Stevia is 200 to 400 times sweeter than sugar. Unlike sugar, Stevia won’t increase your carbohydrate intake, or calories, or cause insulin spikes. This helps you maintain balanced nutrition and manage your weight effectively.
Moreover, stevia is rich in sterols and antioxidants like kaempferol, a flavonoid that has potential cancer-fighting properties. So, using Stevia in your daily routine can bring you health advantages.
The Beginning Of The Plant’s Use
The stevia plant’s use began in the 16th century when it was mixed with tea for its sweet taste. The Guarani tribe in South America has been using Stevia for 1500 years. Countries like Brazil, Uruguay, Paraguay, and Argentina have also been using stevia as a sweetener in their beverages and desserts.
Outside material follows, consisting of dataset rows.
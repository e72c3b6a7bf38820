// MIDI types events

use crate::timing::Ticks;

/// Channel voice message understood by the engine
#[derive(Debug, Clone, Copy, PartialEq, Eq)]
pub enum MidiMessage {
    NoteOn { channel: u8, note: u8, velocity: u8 },
    NoteOff { channel: u8, note: u8 },
    ControlChange { channel: u8, controller: u8, value: u8 },
    PitchBend { channel: u8, value: i16 },
}

impl MidiMessage {
    /// Parse un RAW MIDI message
    pub fn from_bytes(bytes: &[u8]) -> Option<Self> {
        let (&status, data) = bytes.split_first()?;
        if data.len() < 2 {
            return None;
        }
        let channel = status & 0x0F;
        let (d1, d2) = (data[0] & 0x7F, data[1] & 0x7F);

        match status & 0xF0 {
            // Velocity 0 = Note Off
            0x90 if d2 == 0 => Some(MidiMessage::NoteOff { channel, note: d1 }),
            0x90 => Some(MidiMessage::NoteOn {
                channel,
                note: d1,
                velocity: d2,
            }),
            0x80 => Some(MidiMessage::NoteOff { channel, note: d1 }),
            0xB0 => Some(MidiMessage::ControlChange {
                channel,
                controller: d1,
                value: d2,
            }),
            0xE0 => {
                let value = ((d2 as i16) << 7) | d1 as i16;
                Some(MidiMessage::PitchBend { channel, value })
            }
            _ => None,
        }
    }

    /// Encode to the three-byte wire form
    pub fn to_bytes(&self) -> [u8; 3] {
        match *self {
            MidiMessage::NoteOn {
                channel,
                note,
                velocity,
            } => [0x90 | (channel & 0x0F), note & 0x7F, velocity & 0x7F],
            MidiMessage::NoteOff { channel, note } => [0x80 | (channel & 0x0F), note & 0x7F, 0],
            MidiMessage::ControlChange {
                channel,
                controller,
                value,
            } => [0xB0 | (channel & 0x0F), controller & 0x7F, value & 0x7F],
            MidiMessage::PitchBend { channel, value } => {
                let value = value.clamp(0, 0x3FFF) as u16;
                [
                    0xE0 | (channel & 0x0F),
                    (value & 0x7F) as u8,
                    (value >> 7) as u8,
                ]
            }
        }
    }

    /// All notes off (CC 123)
    pub fn all_notes_off(channel: u8) -> Self {
        MidiMessage::ControlChange {
            channel,
            controller: 123,
            value: 0,
        }
    }
}

#[derive(Debug, Clone, Copy, PartialEq, Eq)]
pub enum NoteKind {
    On,
    Off,
}

/// Decoded note event, stamped with the capture clock
#[derive(Debug, Clone, Copy, PartialEq, Eq)]
pub struct NoteEvent {
    pub kind: NoteKind,
    pub channel: u8,
    pub pitch: u8,
    pub velocity: u8,
    pub timestamp: Ticks,
}

impl NoteEvent {
    pub fn note_on(pitch: u8, velocity: u8, timestamp: Ticks) -> Self {
        Self {
            kind: NoteKind::On,
            channel: 0,
            pitch: pitch & 0x7F,
            velocity: velocity & 0x7F,
            timestamp,
        }
    }

    pub fn note_off(pitch: u8, timestamp: Ticks) -> Self {
        Self {
            kind: NoteKind::Off,
            channel: 0,
            pitch: pitch & 0x7F,
            velocity: 0,
            timestamp,
        }
    }

    /// Decode raw bytes; anything other than a note message yields `None`
    pub fn from_bytes(bytes: &[u8], timestamp: Ticks) -> Option<Self> {
        match MidiMessage::from_bytes(bytes)? {
            MidiMessage::NoteOn {
                channel,
                note,
                velocity,
            } => Some(Self {
                kind: NoteKind::On,
                channel,
                pitch: note,
                velocity,
                timestamp,
            }),
            MidiMessage::NoteOff { channel, note } => Some(Self {
                kind: NoteKind::Off,
                channel,
                pitch: note,
                velocity: 0,
                timestamp,
            }),
            _ => None,
        }
    }

    pub fn is_note_on(&self) -> bool {
        self.kind == NoteKind::On
    }

    pub fn is_note_off(&self) -> bool {
        self.kind == NoteKind::Off
    }
}

#[cfg(test)]
mod tests {
    use super::*;

    #[test]
    fn test_note_on() {
        let bytes = [0x90, 60, 100]; // Note On, note 60 (C4), velocity 100
        let event = MidiMessage::from_bytes(&bytes).unwrap();

        assert_eq!(
            event,
            MidiMessage::NoteOn {
                channel: 0,
                note: 60,
                velocity: 100
            }
        );
    }

    #[test]
    fn test_note_off_explicit() {
        let bytes = [0x80, 60, 0];
        let event = MidiMessage::from_bytes(&bytes).unwrap();
        assert_eq!(event, MidiMessage::NoteOff { channel: 0, note: 60 });
    }

    #[test]
    fn test_note_off_velocity_zero() {
        // Note On avec velocity 0 = Note Off
        let event = NoteEvent::from_bytes(&[0x90, 64, 0], 12).unwrap();
        assert!(event.is_note_off());
        assert_eq!(event.pitch, 64);
        assert_eq!(event.timestamp, 12);
    }

    #[test]
    fn test_channel_is_kept() {
        let event = MidiMessage::from_bytes(&[0x9F, 60, 100]).unwrap();
        match event {
            MidiMessage::NoteOn { channel, .. } => assert_eq!(channel, 15),
            _ => panic!("Expected NoteOn"),
        }
    }

    #[test]
    fn test_pitch_bend() {
        let event = MidiMessage::from_bytes(&[0xE0, 0x00, 0x40]).unwrap();
        // 0x40 << 7 | 0x00 = 8192 (centre)
        assert_eq!(event, MidiMessage::PitchBend { channel: 0, value: 8192 });
    }

    #[test]
    fn test_invalid_messages() {
        assert!(MidiMessage::from_bytes(&[]).is_none());
        assert!(MidiMessage::from_bytes(&[0x90, 60]).is_none());
        assert!(MidiMessage::from_bytes(&[0xF0, 0x00, 0x00]).is_none());
    }

    #[test]
    fn test_control_change_is_not_a_note() {
        assert!(NoteEvent::from_bytes(&[0xB0, 7, 127], 0).is_none());
    }

    #[test]
    fn test_encode_note_messages() {
        let on = MidiMessage::NoteOn {
            channel: 2,
            note: 72,
            velocity: 90,
        };
        assert_eq!(on.to_bytes(), [0x92, 72, 90]);
        assert_eq!(MidiMessage::from_bytes(&on.to_bytes()), Some(on));

        let off = MidiMessage::NoteOff { channel: 2, note: 72 };
        assert_eq!(off.to_bytes(), [0x82, 72, 0]);
        assert_eq!(MidiMessage::all_notes_off(1).to_bytes(), [0xB1, 123, 0]);
    }
}
// Pattern Trigger - Rhythm-tolerance capture of live notes
//
// Onsets are accumulated while their inter-onset intervals stay close to the
// first one. Once the target length is reached the capture is turned into
// `PatternParameters` ready to be started by the scheduler.

use crate::error::{EngineError, EngineResult};
use crate::midi::event::{NoteEvent, NoteKind};
use crate::scheduler::slots::{Direction, PatternParameters};
use crate::timing::{RingHistory, Ticks};
use tracing::{debug, trace};

pub const MIN_SEQUENCE_LENGTH: usize = 2;
pub const MAX_SEQUENCE_LENGTH: usize = 200;

const ATTACK_HISTORY: usize = 256;

#[derive(Debug, Clone, Copy, PartialEq, Eq)]
pub enum CaptureState {
    /// Nothing captured (initial state, and after a trigger)
    Idle,
    Capturing,
}

/// What a note-on did to the capture
#[derive(Debug, Clone, PartialEq)]
pub enum TriggerOutcome {
    /// Onset added; `captured` notes are now buffered
    Appended { captured: usize },
    /// Rhythm broke; the capture restarted from this onset
    Rejected { ioi: u32, first_ioi: u32 },
    /// Target length reached
    Triggered(PatternParameters),
}

#[derive(Debug, Clone)]
pub struct PatternTrigger {
    state: CaptureState,
    tolerance: f64,
    sequence_length: usize,
    direction: Direction,
    /// Onset times of the captured notes, newest first
    attacks: RingHistory<Ticks>,
    pitches: Vec<u8>,
    velocities: Vec<u8>,
    iois: Vec<u32>,
    durations: Vec<Option<u32>>,
}

impl PatternTrigger {
    pub const DEFAULT_TOLERANCE: f64 = 0.90;
    pub const DEFAULT_SEQUENCE_LENGTH: usize = 4;

    pub fn new(tolerance: f64, sequence_length: usize) -> EngineResult<Self> {
        let mut trigger = Self::default();
        trigger.set_tolerance(tolerance)?;
        trigger.set_sequence_length(sequence_length)?;
        Ok(trigger)
    }

    pub fn state(&self) -> CaptureState {
        self.state
    }

    pub fn captured(&self) -> usize {
        self.pitches.len()
    }

    pub fn tolerance(&self) -> f64 {
        self.tolerance
    }

    /// Accepted ratio between an interval and the first one, in (0, 1)
    pub fn set_tolerance(&mut self, tolerance: f64) -> EngineResult<()> {
        if !(tolerance > 0.0 && tolerance < 1.0) {
            return Err(EngineError::Configuration(format!(
                "tolerance must be in (0, 1), got {}",
                tolerance
            )));
        }
        self.tolerance = tolerance;
        Ok(())
    }

    pub fn sequence_length(&self) -> usize {
        self.sequence_length
    }

    pub fn set_sequence_length(&mut self, length: usize) -> EngineResult<()> {
        if !(MIN_SEQUENCE_LENGTH..=MAX_SEQUENCE_LENGTH).contains(&length) {
            return Err(EngineError::Configuration(format!(
                "sequence length must be in {}..={}, got {}",
                MIN_SEQUENCE_LENGTH, MAX_SEQUENCE_LENGTH, length
            )));
        }
        self.sequence_length = length;
        Ok(())
    }

    /// Direction given to newly triggered patterns
    pub fn direction(&self) -> Direction {
        self.direction
    }

    pub fn set_direction(&mut self, direction: Direction) {
        self.direction = direction;
    }

    pub fn toggle_direction(&mut self) -> Direction {
        self.direction = self.direction.reversed();
        self.direction
    }

    /// Route a decoded note event
    ///
    /// Note-offs never produce an outcome; a note-off that does not match the
    /// last captured note is reported as a `TimingAnomaly` and leaves the
    /// capture untouched.
    pub fn on_event(&mut self, event: &NoteEvent) -> EngineResult<Option<TriggerOutcome>> {
        match event.kind {
            NoteKind::On => self
                .on_note_on(event.pitch, event.velocity, event.timestamp)
                .map(Some),
            NoteKind::Off => self.on_note_off(event.pitch, event.timestamp).map(|_| None),
        }
    }

    pub fn on_note_on(
        &mut self,
        pitch: u8,
        velocity: u8,
        time: Ticks,
    ) -> EngineResult<TriggerOutcome> {
        if self.state == CaptureState::Idle {
            self.reset_capture(pitch, velocity, time);
            return Ok(TriggerOutcome::Appended { captured: 1 });
        }

        let last = self.attacks.latest().copied().unwrap_or(time);
        let ioi = u32::try_from((time - last).max(0)).unwrap_or(u32::MAX);

        if let Some(&first_ioi) = self.iois.first() {
            let (ioi0, ioin) = (first_ioi as f64, ioi as f64);
            if ioin < ioi0 * self.tolerance || ioin > ioi0 / self.tolerance {
                debug!(ioi, first_ioi, "Rhythm outside tolerance, capture restarted");
                self.reset_capture(pitch, velocity, time);
                return Ok(TriggerOutcome::Rejected { ioi, first_ioi });
            }
        }
        self.iois.push(ioi);

        if self.pitches.len() + 1 >= self.sequence_length {
            let params = self.build_pattern(pitch);
            self.clear();
            return params.map(TriggerOutcome::Triggered);
        }

        self.attacks.insert(time);
        self.pitches.push(pitch);
        self.velocities.push(velocity);
        self.durations.push(None);
        trace!(pitch, ioi, captured = self.pitches.len(), "Onset captured");
        Ok(TriggerOutcome::Appended {
            captured: self.pitches.len(),
        })
    }

    pub fn on_note_off(&mut self, pitch: u8, time: Ticks) -> EngineResult<()> {
        let Some(&last_pitch) = self.pitches.last() else {
            return Ok(());
        };
        if last_pitch != pitch {
            return Err(EngineError::TimingAnomaly(format!(
                "note-off {} does not match last captured note {}",
                pitch, last_pitch
            )));
        }

        let onset = self.attacks.latest().copied().unwrap_or(time);
        if let Some(slot @ None) = self.durations.last_mut() {
            *slot = Some(u32::try_from((time - onset).max(0)).unwrap_or(u32::MAX));
        }
        Ok(())
    }

    /// Start a new capture seeded with a single onset
    fn reset_capture(&mut self, pitch: u8, velocity: u8, time: Ticks) {
        self.clear();
        self.attacks.insert(time);
        self.pitches.push(pitch);
        self.velocities.push(velocity);
        self.durations.push(None);
        self.state = CaptureState::Capturing;
    }

    /// Drop the capture and go back to idle
    pub fn clear(&mut self) {
        self.attacks.clear();
        self.pitches.clear();
        self.velocities.clear();
        self.iois.clear();
        self.durations.clear();
        self.state = CaptureState::Idle;
    }

    // Step 0 is the cycle step: its offset moves from the first captured pitch
    // to the trigger pitch. Playback starts on step 1 from the trigger pitch.
    fn build_pattern(&self, trigger_pitch: u8) -> EngineResult<PatternParameters> {
        let first = self.pitches.first().copied().unwrap_or(trigger_pitch) as i16;

        let mut offsets: Vec<i8> = self
            .pitches
            .iter()
            .map(|&p| (p as i16 - first) as i8)
            .collect();
        if let Some(cycle) = offsets.first_mut() {
            *cycle = (trigger_pitch as i16 - first) as i8;
        }

        // Approximation: a note still held at trigger time (or never released
        // cleanly) lasts as long as the interval that followed it.
        let durations: Vec<u32> = self
            .durations
            .iter()
            .zip(&self.iois)
            .map(|(d, &ioi)| d.unwrap_or(ioi))
            .collect();

        PatternParameters::new(
            offsets,
            self.velocities.clone(),
            self.iois.clone(),
            durations,
            trigger_pitch as i32,
            self.direction,
        )
    }
}

impl Default for PatternTrigger {
    fn default() -> Self {
        Self {
            state: CaptureState::Idle,
            tolerance: Self::DEFAULT_TOLERANCE,
            sequence_length: Self::DEFAULT_SEQUENCE_LENGTH,
            direction: Direction::Forward,
            attacks: RingHistory::new(ATTACK_HISTORY),
            pitches: Vec::with_capacity(MAX_SEQUENCE_LENGTH),
            velocities: Vec::with_capacity(MAX_SEQUENCE_LENGTH),
            iois: Vec::with_capacity(MAX_SEQUENCE_LENGTH),
            durations: Vec::with_capacity(MAX_SEQUENCE_LENGTH),
        }
    }
}
#[cfg(test)]
mod tests {
    use super::*;
    use crate::config::ResponseConfig;
    use crate::messaging::channels::create_note_channel;
    use crate::timing::ManualCycles;
    use ringbuf::traits::Producer;
    use std::sync::Arc;

    fn engine(config: EngineConfig) -> (TumbleEngine, ManualCycles) {
        let cycles = ManualCycles::micros();
        let clock = Clock::new(Arc::new(cycles.clone()));
        let config = EngineConfig {
            rng_seed: Some(11),
            ..config
        };
        (TumbleEngine::new(config, clock).unwrap(), cycles)
    }

    fn play(engine: &mut TumbleEngine, onsets: &[(Ticks, u8)]) -> Vec<Option<SlotId>> {
        onsets
            .iter()
            .map(|&(t, p)| engine.handle_event(&NoteEvent::note_on(p, 90, t), t))
            .collect()
    }

    #[test]
    fn test_uniform_phrase_starts_pattern() {
        let (mut engine, _) = engine(EngineConfig::default());
        let started = play(&mut engine, &[(0, 60), (500, 62), (1000, 64), (1500, 65)]);

        assert!(started[..3].iter().all(Option::is_none));
        let slot = started[3].unwrap();
        assert!(engine.slots().is_live(slot));
        assert_eq!(engine.stats().patterns_started, 1);
        // first step anticipated by 125 ticks
        assert_eq!(engine.scheduler().next_fire_tick(), Some(1875));
    }

    #[test]
    fn test_control_keys_are_not_captured() {
        let (mut engine, _) = engine(EngineConfig::default());
        engine.handle_event(&NoteEvent::note_on(96, 90, 0), 0);
        assert_eq!(engine.trigger().sequence_length(), 5);
        engine.handle_event(&NoteEvent::note_on(95, 90, 0), 0);
        engine.handle_event(&NoteEvent::note_on(95, 90, 0), 0);
        engine.handle_event(&NoteEvent::note_on(95, 90, 0), 0);
        engine.handle_event(&NoteEvent::note_on(95, 90, 0), 0);
        assert_eq!(engine.trigger().sequence_length(), 2);

        engine.handle_event(&NoteEvent::note_on(21, 90, 0), 0);
        engine.handle_event(&NoteEvent::note_off(21, 10), 10);
        assert_eq!(engine.trigger().direction(), Direction::Backward);
        assert_eq!(engine.trigger().captured(), 0);
        assert_eq!(engine.stats().controls, 6);
        assert_eq!(engine.stats().anomalies, 0);
    }

    #[test]
    fn test_full_table_declines_pattern() {
        let (mut engine, _) = engine(EngineConfig {
            slot_count: 1,
            sequence_length: 2,
            ..EngineConfig::default()
        });
        let started = play(&mut engine, &[(0, 60), (300, 62), (1000, 64), (1300, 66)]);
        assert!(started[1].is_some());
        assert!(started[3].is_none());
        assert_eq!(engine.stats().patterns_declined, 1);
        assert_eq!(engine.slots().active_count(), 1);
    }

    #[test]
    fn test_note_off_anomaly_is_counted_not_fatal() {
        let (mut engine, _) = engine(EngineConfig::default());
        play(&mut engine, &[(0, 60), (500, 62)]);
        engine.handle_event(&NoteEvent::note_off(60, 600), 600);
        assert_eq!(engine.stats().anomalies, 1);
        assert_eq!(engine.trigger().captured(), 2);
    }

    #[test]
    fn test_tick_drains_queue_and_plays() {
        let (mut engine, cycles) = engine(EngineConfig {
            sequence_length: 2,
            ..EngineConfig::default()
        });
        let (mut tx, mut rx) = create_note_channel(16);
        let mut out: Vec<MidiMessage> = Vec::new();

        tx.try_push(NoteEvent::note_on(60, 100, 0)).unwrap();
        tx.try_push(NoteEvent::note_on(64, 100, 400)).unwrap();
        cycles.advance_millis(400);
        engine.tick(&mut rx, &mut out);
        assert_eq!(engine.slots().active_count(), 1);

        // first step at 400 + 400 - 125
        cycles.advance_millis(275);
        engine.tick(&mut rx, &mut out);
        assert_eq!(
            out,
            vec![MidiMessage::NoteOn {
                channel: 0,
                note: 68,
                velocity: 100
            }]
        );
    }

    #[test]
    fn test_sensitivity_is_clamped() {
        let (mut engine, _) = engine(EngineConfig::default());
        assert!((engine.increase_sensitivity() - 0.918).abs() < 1e-9);
        for _ in 0..20 {
            engine.increase_sensitivity();
        }
        assert_eq!(engine.trigger().tolerance(), 0.99);
        for _ in 0..400 {
            engine.decrease_sensitivity();
        }
        assert_eq!(engine.trigger().tolerance(), 0.01);
        assert!(engine.set_tolerance(1.2).is_err());
    }

    #[test]
    fn test_invert_then_forward_directions() {
        let (mut engine, _) = engine(EngineConfig {
            sequence_length: 2,
            ..EngineConfig::default()
        });
        play(&mut engine, &[(0, 60), (300, 62), (1000, 64), (1300, 66)]);
        assert_eq!(engine.invert_directions(), 2);
        assert!(
            engine
                .slots()
                .iter_active()
                .all(|(_, p)| p.direction() == Direction::Backward)
        );
        assert_eq!(engine.forward_directions(), 2);
        assert_eq!(engine.reverse_directions(), 2);
        assert_eq!(engine.randomize_directions(), 2);
    }

    #[test]
    fn test_echoes_are_measured_not_captured() {
        let (mut engine, _) = engine(EngineConfig {
            sequence_length: 2,
            response: ResponseConfig {
                enabled: true,
                ..ResponseConfig::default()
            },
            ..EngineConfig::default()
        });
        let mut out: Vec<MidiMessage> = Vec::new();
        play(&mut engine, &[(0, 60), (400, 64)]);
        engine.poll(675, &mut out);
        assert_eq!(out.len(), 1);

        // the instrument plays 68 back 90 ticks later
        engine.handle_event(&NoteEvent::note_on(68, 100, 765), 765);
        engine.handle_event(&NoteEvent::note_off(68, 800), 800);
        assert_eq!(engine.stats().echoes, 1);
        assert_eq!(engine.stats().anomalies, 0);
        assert_eq!(engine.trigger().captured(), 0);
        assert_eq!(engine.suggested_anticipation(), Some(90));
    }

    #[test]
    fn test_shutdown_releases_and_stops() {
        let (mut engine, _) = engine(EngineConfig {
            sequence_length: 2,
            ..EngineConfig::default()
        });
        let mut out: Vec<MidiMessage> = Vec::new();
        play(&mut engine, &[(0, 60), (400, 64)]);
        engine.poll(675, &mut out);
        out.clear();

        assert_eq!(engine.shutdown(&mut out), 1);
        assert_eq!(out, vec![MidiMessage::NoteOff { channel: 0, note: 68 }]);
        assert_eq!(engine.slots().active_count(), 0);
        assert!(engine.scheduler().is_empty());
    }

    #[test]
    fn test_stop_pattern() {
        let (mut engine, _) = engine(EngineConfig {
            sequence_length: 2,
            ..EngineConfig::default()
        });
        let slot = play(&mut engine, &[(0, 60), (400, 64)])[1].unwrap();
        assert!(engine.stop_pattern(slot));
        let mut out: Vec<MidiMessage> = Vec::new();
        engine.poll(10_000, &mut out);
        assert!(out.is_empty());
    }
}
The Diseases Stevia Can Protect You From
Stevia has many advantages, including the ability to help you control diabetes and make your weight loss plans more effective. Stevia leaf powder has the potential to lower blood pressure and regulate cholesterol levels. It also contains beneficial compounds such as sterols and antioxidants, such as kaempferol, which have cancer-preventive properties.
Who Should Not Use Stevia?
For some people, the use of Stevia can have potential side effects. Its ability to lower blood sugar and blood pressure and function as a diuretic may pose a risk to some people. Stevia can also interact with some medications, which makes it essential to consult with a doctor before consuming or buying the product.
Are Stevia Products Totally Free Of Calories And Carbohydrates?
Stevia is much better than sugar in terms of causing calories and blood sugar spikes. Nonetheless, stevia products might contain fewer caloric or carbohydrate components. You can deal with this by selecting Stevia products labeled “calorie-free” or “zero-calorie”.
Stevia Usage During Fasting
Fasting involves staying away from food and drinks completely, or almost completely, for a certain stretch of time. Reasons to do so include spirituality, religion, and health. There are different types of fasting, such as intermittent fasting, partial fasting, religious fasting, water fasting, or dry fasting.
Stevia is permitted if you are taking a fast that permits you to eat, such as intermittent fasting. But make sure you use pure Stevia extract with no other additional ingredients.
The acceptable daily limit of Stevia that you can have, according to the Food and Drug Administration (FDA), is 1.8 mg per pound (4 mg per kg) of body weight. If your weight is 68 kg, that equates to about 272 mg per day.
Finding The Purest Stevia To Flavor Your Coffee While Fasting
Stevia is a great option to add flavor to your coffee while fasting. However, stevia is available on the market in various packages, and some of them may not be suitable for a fasting person.
Some Stevia products contain small amounts of dextrose or maltodextrin, which are carbohydrates and have calories that can disrupt your fast.
The best way to prevent this is to make sure you are using the purest form of stevia, which can be found by looking for pure stevia extract and products free from dextrose or maltodextrin.
Does Stevia Help Reduce Sugar Intake?
Stevia is considered safe when taken in small amounts, but consuming large doses may have consequences. Only when you stop consuming foods high in concentrated sugar will you start to appreciate the natural sweetness of fruits or other natural sugars.
Definitely, the best approach to cutting back on sugar is to break the addiction. Thus, alternatives such as xylitol, raw honey, or date sugar are more appropriate.